Tuesday, September 18, 2007

On Borrowed Wings

Who causes friction in the story? In ‘On Borrowed Wings’ there are two protagonists who particularly cause trouble for the others. Merchant and head of the household Gardar and his thrall Thyri, are both interested in power, control and getting their own way. Leif, heir to the household becomes an additional problem as the book develops because of his predatory sexual tendencies and lack of care for others.

Do you prefer bad guys or bad gals? I don’t think gender matters at all where villains are concerned. What seems more important to me is that they should have convincing motives for their actions, rather than just being evil, two dimensional plot devices.

How do you use your bad guys? The bad guys create challenges for the more sympathetic characters. Their plots, machinations, betrayals, underhandedness, unfairness and cruelty force the other characters to act. Without at least a few trouble-makers in the mix, there wouldn’t be much of a story.

Do you enjoy writing the bad guys or do you find it difficult? I really enjoy writing them – giving vent to the darker aspects of my imagination and trying to make the characters convincing, and perhaps even likeable at times.

Whether you enjoy writing them or hate writing them, we'd like to know why you feel that way? I love all my characters, even the horrible ones. Trying to get into the head of someone who behaves in despicable ways is always interesting, and I enjoy the challenge of trying to make them believable. I think most people consider themselves to be in the right, and most have a rational for what they do, an excuse or a justification, so I’m always looking for those to explore.

Who is your favourite bad guy in any of your books? Which bad guy and which book are they in? Gardar remains my favourite. He’s a singularly selfish and egotistical person, capable of making people fall in love with him even while he’s doing dreadful things to them. He’s violent, cruel and manipulative. He’s also very clever indeed, which makes him quite an adversary for the hero and heroine. Even though he’s quite a nasty piece of work, he isn’t inhuman, and has his own tragedies that make it difficult to entirely hate him.

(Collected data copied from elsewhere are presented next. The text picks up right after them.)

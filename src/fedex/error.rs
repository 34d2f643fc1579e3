//! src/fedex/error.rs
use reqwest::StatusCode;
use serde::Deserialize;

/// Failure to obtain an access token. Aborts the notification attempt.
#[derive(thiserror::Error, Debug)]
pub enum AuthError {
    #[error("Failed to reach the FedEx token endpoint")]
    Transport(#[source] reqwest::Error),
    #[error("The FedEx token response could not be decoded")]
    MalformedResponse(#[source] serde_json::Error),
    #[error("The FedEx token response carried an empty access token")]
    EmptyToken,
    #[error("FedEx refused the credentials with status {status}")]
    Rejected {
        status: StatusCode,
        messages: Vec<String>,
    },
}

/// Failure of the notification request itself.
#[derive(thiserror::Error, Debug)]
pub enum NotifyError {
    #[error("Failed to reach the FedEx notification endpoint")]
    Transport(#[source] reqwest::Error),
    #[error("FedEx rejected the notification with status {status}")]
    CarrierRejected {
        status: StatusCode,
        messages: Vec<String>,
    },
    #[error("FedEx answered with status {status} and a body that is not JSON")]
    MalformedResponse {
        status: StatusCode,
        #[source]
        source: serde_json::Error,
    },
}

#[derive(Deserialize)]
struct CarrierError {
    message: Option<String>,
}

/// Error document FedEx returns with non-success statuses.
#[derive(Deserialize)]
pub(super) struct CarrierErrors {
    #[serde(default)]
    errors: Vec<CarrierError>,
}

impl CarrierErrors {
    pub fn into_messages(self) -> Vec<String> {
        self.errors.into_iter().filter_map(|e| e.message).collect()
    }
}
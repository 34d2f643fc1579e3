//! src/tracking.rs
use crate::domain::{NotificationRequest, OrderId, TrackingNumber};
use crate::fedex::{FedexClient, NotificationResult};
use serde::{Deserialize, Serialize};
use std::collections::HashMap;
use std::sync::{Mutex, PoisonError};

/// Where tracking numbers live once saved. Owned by the host shop system.
pub trait TrackingStore: Send + Sync {
    fn tracking_number(&self, order_id: OrderId) -> Option<TrackingNumber>;
    fn save(&self, order_id: OrderId, tracking_number: TrackingNumber);
    fn delete(&self, order_id: OrderId);
}

#[derive(Debug, Default)]
pub struct InMemoryTrackingStore {
    tracking_numbers: Mutex<HashMap<OrderId, TrackingNumber>>,
}

impl InMemoryTrackingStore {
    pub fn new() -> Self {
        Self::default()
    }
}

impl TrackingStore for InMemoryTrackingStore {
    fn tracking_number(&self, order_id: OrderId) -> Option<TrackingNumber> {
        self.tracking_numbers
            .lock()
            .unwrap_or_else(PoisonError::into_inner)
            .get(&order_id)
            .cloned()
    }

    fn save(&self, order_id: OrderId, tracking_number: TrackingNumber) {
        self.tracking_numbers
            .lock()
            .unwrap_or_else(PoisonError::into_inner)
            .insert(order_id, tracking_number);
    }

    fn delete(&self, order_id: OrderId) {
        self.tracking_numbers
            .lock()
            .unwrap_or_else(PoisonError::into_inner)
            .remove(&order_id);
    }
}

/// Order in which a new tracking number is stored and FedEx is notified.
#[derive(Debug, Clone, Copy, PartialEq, Eq, Deserialize, Serialize)]
#[serde(rename_all = "snake_case")]
pub enum PersistOrdering {
    /// Notify first; keep the tracking number only if FedEx accepted it,
    /// otherwise drop whatever was stored for the order.
    NotifyThenPersist,
    /// Store the tracking number, then notify. The number is kept whatever
    /// FedEx answers.
    PersistThenNotify,
}

#[derive(Debug, Clone, PartialEq, Eq, Serialize)]
#[serde(tag = "status", rename_all = "snake_case")]
pub enum SaveOutcome {
    /// The order already carries this tracking number; FedEx was not called.
    Unchanged,
    Processed {
        persisted: bool,
        notification: NotificationResult,
    },
}

impl SaveOutcome {
    pub fn notification_failed(&self) -> bool {
        matches!(self, SaveOutcome::Processed { notification, .. } if !notification.success)
    }
}

/// Stores `request.tracking_number` for its order and notifies FedEx, in the
/// given `ordering`. Nothing happens when the order already has this number.
///
/// The lookup and the later write are separate store calls. Two saves for the
/// same order running at once may both notify; serializing saves per order is
/// left to the store or its caller.
#[tracing::instrument(
    name = "Saving a tracking number",
    skip(client, store, request),
    fields(
        order_id = %request.order_id,
        tracking_number = %request.tracking_number
    )
)]
pub async fn save_tracking_number(
    client: &FedexClient,
    store: &dyn TrackingStore,
    request: &NotificationRequest,
    ordering: PersistOrdering,
) -> SaveOutcome {
    if store.tracking_number(request.order_id).as_ref() == Some(&request.tracking_number) {
        tracing::info!("Tracking number unchanged, skipping notification");
        return SaveOutcome::Unchanged;
    }

    match ordering {
        PersistOrdering::NotifyThenPersist => {
            let notification = client.send_notification(request).await;
            if notification.success {
                store.save(request.order_id, request.tracking_number.clone());
            } else {
                store.delete(request.order_id);
            }
            SaveOutcome::Processed {
                persisted: notification.success,
                notification,
            }
        }
        PersistOrdering::PersistThenNotify => {
            store.save(request.order_id, request.tracking_number.clone());
            let notification = client.send_notification(request).await;
            SaveOutcome::Processed {
                persisted: true,
                notification,
            }
        }
    }
}
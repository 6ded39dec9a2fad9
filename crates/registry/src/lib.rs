//! Trait value registry and label annotation.
//!
//! The host hands over its trait definitions; this crate indexes them,
//! repairs missing score data, colors each degree label by its score, and
//! applies or reverts user overrides. All state lives in a
//! [`TraitValueContext`] the host keeps between lifecycle hooks.
//!
//! # Lifecycle
//!
//! ```text
//! load ─► rebuild registry ─► capture snapshot ─► check consistency ─► apply overrides ─► color
//! settings changed ─► uncolor ─► apply overrides ─► color
//! reset ─► uncolor ─► restore snapshot ─► color
//! ```

/// Consistency pass reconciling degrees with score values.
pub mod consistency;
/// Lifecycle context owning registry, snapshot and extremes.
pub mod context;
/// Trait, degree and score extension definitions.
pub mod def;
/// Diagnostics emitted by the passes.
pub mod diagnostic;
/// Score to color mapping.
pub mod engine;
/// Running best/worst scores.
pub mod extremes;
/// Idempotent label coloring and its inverse.
pub mod label;
/// Override and reset application.
pub mod overrides;
/// Flattened trait and degree lookup.
pub mod registry;
/// Original scores captured at load.
pub mod snapshot;

pub use consistency::{ConsistencyReport, check_consistency};
pub use context::{LoadReport, TraitValueContext};
pub use def::{Annotation, DegreeData, DegreeValue, PackageInfo, ScoreExtension, TraitDef};
pub use diagnostic::Diagnostic;
pub use engine::{Band, Gradient, gradient, value_color, value_tag};
pub use extremes::RunningExtremes;
pub use label::{capitalize_first, color_labels, uncolor_labels};
pub use overrides::{OverrideReport, OverrideSource, apply_overrides};
pub use registry::{DegreeRef, Registry};
pub use snapshot::Snapshot;
pub use traitval_config::{ColorBands, OverrideMap, TraitValueSettings};
pub use traitval_primitives::{DegreeKey, KeyError, Rgb};
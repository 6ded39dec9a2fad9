//! Composite keys naming one degree of one trait.
//!
//! Internally a key is a `(trait id, degree)` pair. The `traitId,degree`
//! string form only exists at the persistence boundary, where overrides are
//! stored by the host.

use std::fmt;
use std::str::FromStr;

/// Errors produced when decoding a persisted key.
#[derive(Debug, Clone, PartialEq, Eq, thiserror::Error)]
pub enum KeyError {
	/// The key did not split into exactly two comma-separated parts.
	#[error("'{key}' is not correctly formatted (expected `traitId,degree`, found {parts} parts)")]
	Malformed {
		/// The raw key as it was persisted.
		key: String,
		/// Number of parts the key split into.
		parts: usize,
	},
	/// The degree part is not an integer.
	#[error("'{key}' has a non-integer degree '{degree}'")]
	InvalidDegree {
		/// The raw key as it was persisted.
		key: String,
		/// The offending degree text.
		degree: String,
	},
}

/// Identifies one degree of one trait.
#[derive(Debug, Clone, PartialEq, Eq, Hash, PartialOrd, Ord)]
pub struct DegreeKey {
	pub trait_id: String,
	pub degree: i32,
}

impl DegreeKey {
	/// Separator between the trait id and the degree in the string form.
	pub const DELIMITER: char = ',';

	pub fn new(trait_id: impl Into<String>, degree: i32) -> Self {
		Self {
			trait_id: trait_id.into(),
			degree,
		}
	}

	/// Decodes a persisted `traitId,degree` key.
	///
	/// The key must split into exactly two parts on `,`. Whitespace around
	/// the degree is ignored, so `Kind, 2` and `Kind,2` name the same degree.
	pub fn parse(raw: &str) -> Result<Self, KeyError> {
		let parts = raw.split(Self::DELIMITER).count();
		let Some((trait_id, degree)) = raw.split_once(Self::DELIMITER).filter(|_| parts == 2) else {
			return Err(KeyError::Malformed {
				key: raw.to_string(),
				parts,
			});
		};

		let degree = degree.trim();
		let degree = degree.parse::<i32>().map_err(|_| KeyError::InvalidDegree {
			key: raw.to_string(),
			degree: degree.to_string(),
		})?;

		Ok(Self::new(trait_id, degree))
	}
}

impl fmt::Display for DegreeKey {
	fn fmt(&self, f: &mut fmt::Formatter<'_>) -> fmt::Result {
		write!(f, "{}{}{}", self.trait_id, Self::DELIMITER, self.degree)
	}
}

impl FromStr for DegreeKey {
	type Err = KeyError;

	fn from_str(s: &str) -> Result<Self, Self::Err> {
		Self::parse(s)
	}
}

#[cfg(test)]
mod tests;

Who is your favourite fictional bad guy -- that's not in your books? I remain very fond of Severus Snape from the Harry Potter books (although his status as a bad guy is complicated.) ‘Rebecca’ from Du Maurier’s book is an awesome villainess.

Is there anything else about your bad guys that we need to know? Feel free to share. Although Gardar comes from quiet a violent culture (based loosely on the Vikings) it’s also an honourable one. What makes him especially unpleasant is his lack of honour – that he would cut down an unarmed man, bring dishonour to members of his family, use his power for sexual coercion and so forth. He has a lot of unpleasant secrets which emerge during the story.

Please provide your website link. http://www.bryncolvin.mysitre.orange.co.uk

Monday, September 10, 2007

Partially Human by Dwayne Anderson

Who causes friction is the story?
While many characters do give Joshua a hard time, none trouble him so much more than Veranda Oltzon, a woman who is so prejudiced against people who are different, she kills them.

Do you prefer bad guys or bad gals?
I really don’t have any preference.

How do you use your bad guys?
They go against everything the hero stands for and they represent what the book condemns. For example, “Partially Human” is a story about accepting yourself and others for who they are and not rejecting them for being different, Veranda Oltzon represents human ignorance and prejudice at its worst.

Do you enjoy writing the bad guys or do you find it difficult?
It’s hard to say. It all depends on how much of their character development you’ve got.

Whether you enjoy writing them or hate writing them, we'd like to know why you feel that way?
Most villains, you grow to hate so much, you just can’t wait for the final confrontation for him or her to get just desserts. Other villains you come to take a liking to and feel sorry for them when they take their last breath. Veranda was a woman disillusioned by rejection as a child which ultimately affected her in a way that was so negative, she was beyond salvation, and ultimately got what she deserved in the end, so you both hate her, yet in the end, you feel sorry for her because of her negative experiences, yet she was unable to “let it go”.

Who is your favorite bad guy in any of your books? Which bad guy and which book are they in?
This is only my third book so far and I haven’t created that many villains to choose from. So far, I have no favorite, but perhaps later.